MongoDB is something between a key-value storage (which is usually fast and scalable) and traditional relational databases (MySQL, PostgreSQL, etc.) that provide advanced queries and rich functionality.
MongoDB (derived from "humongous") is a scalable, high performance, document-oriented database server with an open source, that is written in C ++. MongoDB features:
- Document-Oriented Data Storage
- JSON-style documents with dynamic schemas offer simplicity and power
- Full Index Support
- Index on any attribute (including embedded) just like we are used to
- Replication and High Availability
- Mirror across LANs and WANs for scale and peace of mind
- Auto-Sharding
- Scale horizontally without compromising functionality
- Querying
- Rich, document-based queries.
- Fast Data Updates
- Simple atomic operations
- Map/Reduce
- Flexible data aggregation
- GridFS
- Store files of any size without complicating your stack.
- Commercial Support
- Enterprise support, training, and consulting available
- First the necessary documents are selected from the database. Because this is essentially a usual sample query, general rules of optimizing similar operations, such as adding indexes, and limiting the number of selected data apply.

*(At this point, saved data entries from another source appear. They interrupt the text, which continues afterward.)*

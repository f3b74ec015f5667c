//! On-disk backend.
//!
//! Layout under the database directory:
//!
//! ```text
//! <bucket>.files/<id>.json        metadata record
//! <bucket>.chunks/<id>/<index>    chunk bytes
//! ```
//!
//! Every record and chunk is written to a temporary sibling, synced, and
//! renamed into place, so readers never observe a partially written file.
//! Record updates are serialized per object; different objects never wait
//! on each other.

use std::io::{ErrorKind, Write};
use std::path::{Path, PathBuf};
use std::sync::Arc;

use async_trait::async_trait;
use bytes::Bytes;
use dashmap::DashMap;
use tokio::sync::{Mutex, OwnedMutexGuard};
use tracing::{debug, trace};

use super::{ChunkStore, ObjectCatalog, ObjectMetadata, ObjectStatus};
use crate::error::{StoreError, StoreResult};
use crate::id::ObjectId;

/// Write `data` to `path` atomically.
///
/// The bytes land in a named temporary file in the target directory, which
/// is synced and then persisted over `path`. A failed write drops the
/// temporary file, which removes it.
async fn write_atomic(path: &Path, data: Bytes) -> std::io::Result<()> {
    let dir = path
        .parent()
        .ok_or_else(|| std::io::Error::other(format!("{} has no parent", path.display())))?
        .to_path_buf();
    let path = path.to_path_buf();

    tokio::task::spawn_blocking(move || {
        let mut temp = tempfile::NamedTempFile::new_in(&dir)?;
        temp.write_all(&data)?;
        temp.as_file().sync_all()?;
        temp.persist(&path).map_err(|e| e.error)?;
        Ok::<_, std::io::Error>(())
    })
    .await
    .map_err(std::io::Error::other)?
}

/// Create `dir` and prove it is writable.
async fn prepare_dir(dir: &Path) -> StoreResult<()> {
    tokio::fs::create_dir_all(dir).await.map_err(|e| {
        StoreError::storage(anyhow::anyhow!("cannot create {}: {e}", dir.display()))
    })?;
    let marker = dir.join(".writable");
    write_atomic(&marker, Bytes::from_static(b"ok")).await.map_err(|e| {
        StoreError::storage(anyhow::anyhow!("{} is not writable: {e}", dir.display()))
    })?;
    tokio::fs::remove_file(&marker).await?;
    Ok(())
}

// ---------------------------------------------------------------------------
// FsChunkStore
// ---------------------------------------------------------------------------

/// Chunk files under one directory per object.
#[derive(Debug)]
pub struct FsChunkStore {
    root: PathBuf,
}

impl FsChunkStore {
    /// Open (creating if needed) a chunk directory.
    pub async fn open(root: impl Into<PathBuf>) -> StoreResult<Self> {
        let root = root.into();
        prepare_dir(&root).await?;
        Ok(Self { root })
    }

    fn object_dir(&self, id: &ObjectId) -> PathBuf {
        self.root.join(id.to_hex())
    }

    fn chunk_path(&self, id: &ObjectId, index: u32) -> PathBuf {
        self.object_dir(id).join(index.to_string())
    }
}

#[async_trait]
impl ChunkStore for FsChunkStore {
    async fn put_chunk(&self, id: &ObjectId, index: u32, data: Bytes) -> StoreResult<()> {
        let path = self.chunk_path(id, index);
        match tokio::fs::read(&path).await {
            Ok(existing) if existing == data.as_ref() => {
                trace!(%id, index, "identical chunk rewrite ignored");
                return Ok(());
            }
            Ok(_) => {
                return Err(StoreError::ChunkConflict {
                    id: id.to_hex(),
                    index,
                });
            }
            Err(e) if e.kind() == ErrorKind::NotFound => {}
            Err(e) => return Err(e.into()),
        }

        tokio::fs::create_dir_all(self.object_dir(id)).await?;
        write_atomic(&path, data.clone()).await?;
        trace!(%id, index, len = data.len(), "stored chunk");
        Ok(())
    }

    async fn get_chunk(&self, id: &ObjectId, index: u32) -> StoreResult<Bytes> {
        match tokio::fs::read(self.chunk_path(id, index)).await {
            Ok(data) => Ok(Bytes::from(data)),
            Err(e) if e.kind() == ErrorKind::NotFound => Err(StoreError::ChunkNotFound {
                id: id.to_hex(),
                index,
            }),
            Err(e) => Err(e.into()),
        }
    }

    async fn delete_all(&self, id: &ObjectId) -> StoreResult<()> {
        match tokio::fs::remove_dir_all(self.object_dir(id)).await {
            Ok(()) => {
                debug!(%id, "deleted chunks");
                Ok(())
            }
            Err(e) if e.kind() == ErrorKind::NotFound => Ok(()),
            Err(e) => Err(e.into()),
        }
    }
}

// ---------------------------------------------------------------------------
// FsObjectCatalog
// ---------------------------------------------------------------------------

/// One JSON record per object.
#[derive(Debug)]
pub struct FsObjectCatalog {
    root: PathBuf,
    /// Per-object locks for read-modify-write cycles on records. An entry
    /// lives only while some task holds or waits for it.
    record_locks: DashMap<ObjectId, Arc<Mutex<()>>>,
}

/// Exclusive access to one object's record.
struct RecordLock<'a> {
    locks: &'a DashMap<ObjectId, Arc<Mutex<()>>>,
    id: ObjectId,
    guard: Option<OwnedMutexGuard<()>>,
}

impl Drop for RecordLock<'_> {
    fn drop(&mut self) {
        drop(self.guard.take());
        self.locks
            .remove_if(&self.id, |_, lock| Arc::strong_count(lock) == 1);
    }
}

impl FsObjectCatalog {
    /// Open (creating if needed) a record directory.
    pub async fn open(root: impl Into<PathBuf>) -> StoreResult<Self> {
        let root = root.into();
        prepare_dir(&root).await?;
        Ok(Self {
            root,
            record_locks: DashMap::new(),
        })
    }

    async fn lock_record(&self, id: &ObjectId) -> RecordLock<'_> {
        let lock = Arc::clone(self.record_locks.entry(*id).or_default().value());
        RecordLock {
            locks: &self.record_locks,
            id: *id,
            guard: Some(lock.lock_owned().await),
        }
    }

    fn record_path(&self, id: &ObjectId) -> PathBuf {
        self.root.join(format!("{}.json", id.to_hex()))
    }

    async fn read_record(&self, id: &ObjectId) -> StoreResult<Option<ObjectMetadata>> {
        let raw = match tokio::fs::read(self.record_path(id)).await {
            Ok(raw) => raw,
            Err(e) if e.kind() == ErrorKind::NotFound => return Ok(None),
            Err(e) => return Err(e.into()),
        };
        let meta = serde_json::from_slice(&raw).map_err(|e| {
            StoreError::storage(anyhow::anyhow!("malformed record for {id}: {e}"))
        })?;
        Ok(Some(meta))
    }

    async fn write_record(&self, meta: &ObjectMetadata) -> StoreResult<()> {
        let json = serde_json::to_vec_pretty(meta).map_err(StoreError::storage)?;
        write_atomic(&self.record_path(&meta.id), Bytes::from(json)).await?;
        Ok(())
    }
}

#[async_trait]
impl ObjectCatalog for FsObjectCatalog {
    async fn create_pending(
        &self,
        id: ObjectId,
        name: &str,
        chunk_size: usize,
    ) -> StoreResult<ObjectMetadata> {
        let _lock = self.lock_record(&id).await;
        if self.read_record(&id).await?.is_some() {
            return Err(StoreError::storage(anyhow::anyhow!(
                "object record {id} already exists"
            )));
        }
        let meta = ObjectMetadata::pending(id, name, chunk_size);
        self.write_record(&meta).await?;
        debug!(%id, name, chunk_size, "created pending record");
        Ok(meta)
    }

    async fn finalize(
        &self,
        id: &ObjectId,
        length: u64,
        chunk_count: u32,
        md5: String,
    ) -> StoreResult<ObjectMetadata> {
        let _lock = self.lock_record(id).await;
        let mut meta = match self.read_record(id).await? {
            Some(meta) if meta.status == ObjectStatus::Pending => meta,
            _ => return Err(StoreError::ObjectNotFound { id: id.to_hex() }),
        };
        meta.complete(length, chunk_count, md5);
        self.write_record(&meta).await?;
        debug!(%id, length, chunk_count, "finalized record");
        Ok(meta)
    }

    async fn lookup(&self, id: &ObjectId) -> StoreResult<ObjectMetadata> {
        match self.read_record(id).await? {
            Some(meta) if meta.is_complete() => Ok(meta),
            _ => Err(StoreError::ObjectNotFound { id: id.to_hex() }),
        }
    }

    async fn discard_pending(&self, id: &ObjectId) -> StoreResult<()> {
        let _lock = self.lock_record(id).await;
        if let Some(meta) = self.read_record(id).await? {
            if meta.status == ObjectStatus::Pending {
                match tokio::fs::remove_file(self.record_path(id)).await {
                    Ok(()) => debug!(%id, "discarded pending record"),
                    Err(e) if e.kind() == ErrorKind::NotFound => {}
                    Err(e) => return Err(e.into()),
                }
            }
        }
        Ok(())
    }
}
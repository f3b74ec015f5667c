//! Health check and CORS integration tests.

#[cfg(test)]
mod tests {
    use crate::{client, endpoint_url};

    #[tokio::test]
    #[ignore = "requires running server"]
    async fn test_should_report_running() {
        let resp = client()
            .get(format!("{}/health", endpoint_url()))
            .send()
            .await
            .unwrap();
        assert_eq!(resp.status(), reqwest::StatusCode::OK);
        assert!(resp.headers().contains_key("x-request-id"));
        let json: serde_json::Value = resp.json().await.unwrap();
        assert_eq!(json["status"], "running");
    }

    #[tokio::test]
    #[ignore = "requires running server"]
    async fn test_should_answer_cors_preflight() {
        let resp = client()
            .request(
                reqwest::Method::OPTIONS,
                format!("{}/api/track", endpoint_url()),
            )
            .header("Origin", "http://example.com")
            .header("Access-Control-Request-Method", "POST")
            .send()
            .await
            .unwrap();
        assert_eq!(resp.status(), reqwest::StatusCode::OK);
        assert_eq!(
            resp.headers()
                .get("access-control-allow-origin")
                .and_then(|v| v.to_str().ok()),
            Some("*")
        );
    }

    #[tokio::test]
    #[ignore = "requires running server"]
    async fn test_should_return_404_for_unknown_path() {
        let resp = client()
            .get(format!("{}/api/nothing", endpoint_url()))
            .send()
            .await
            .unwrap();
        assert_eq!(resp.status(), reqwest::StatusCode::NOT_FOUND);
    }
}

- A map function is created in JavaScript, which scans each document found in the previous step, and gathers information necessary for aggregation.
- Then reduce function is created in JS, which receives the mapping data, grouped by a particular key defined in the map function and the long-awaited data aggregation starts.
- Optionally, you can define the finalize function to run after reduce and perform the data finalization.
- We obtain the result of aggregation and use it in our application
Dl>
When is it possible to use MongoDB
You can start using MongoDB in your web applications right now. The latest versions are stable enough for use in the production. The project is being developed by a team of experts on a permanent basis, many bugs get fixed and new features are released (Project Ideas), plus it is used by a considerable number of Internet project, including SourceForge. There are also drivers written for popular programming languages.
As for Drupal a module has been written, which promises to help implement the above features (mostly in Drupal 7), but it is still under development. Also there is a driver for DBTNG (Database Layer: The Next Generation), which allows us to use MongoDB server just like any other Drupal database (of course excluding the execution of SQL-queries). There’s a new feature in Drupal 7 that allows storing fields (CCK Fields replacement) not only in a shared database, but also individually in different storages. This feature is also supposed to be implemented in the above module.
In a nutshell, we can easily use this database server in the new Drupal release to optimize performance and scalability.
Peculiarities of use
Let’s take a look at some of the differences in working with MongoDB compared to the usual SQL. All code samples are written in JavaScript and can be tested in the interactive console we’re gonna talk about.
Console tools
Similarly to the way we can execute SQL-queries in mysql console, MongoDB interactive console allows you to execute commands of the database server using JavaScript. The SpiderMonkey engine is used by default, we can change it for the V8. The official website provides the console’s online-version that runs directly in your browser, plus a small introduction for beginners. This is where we recommend you to start.
Information Structure
The following hierarchy exemplifies data structure in relational MySQL systems: Database -> Table -> String -> Field + Value
.
How it looks in MongoDB: Database -> Collection -> Document -> key + value
.
In relational databases tables must be strictly structured, while MongoDB allows creating random structure documents.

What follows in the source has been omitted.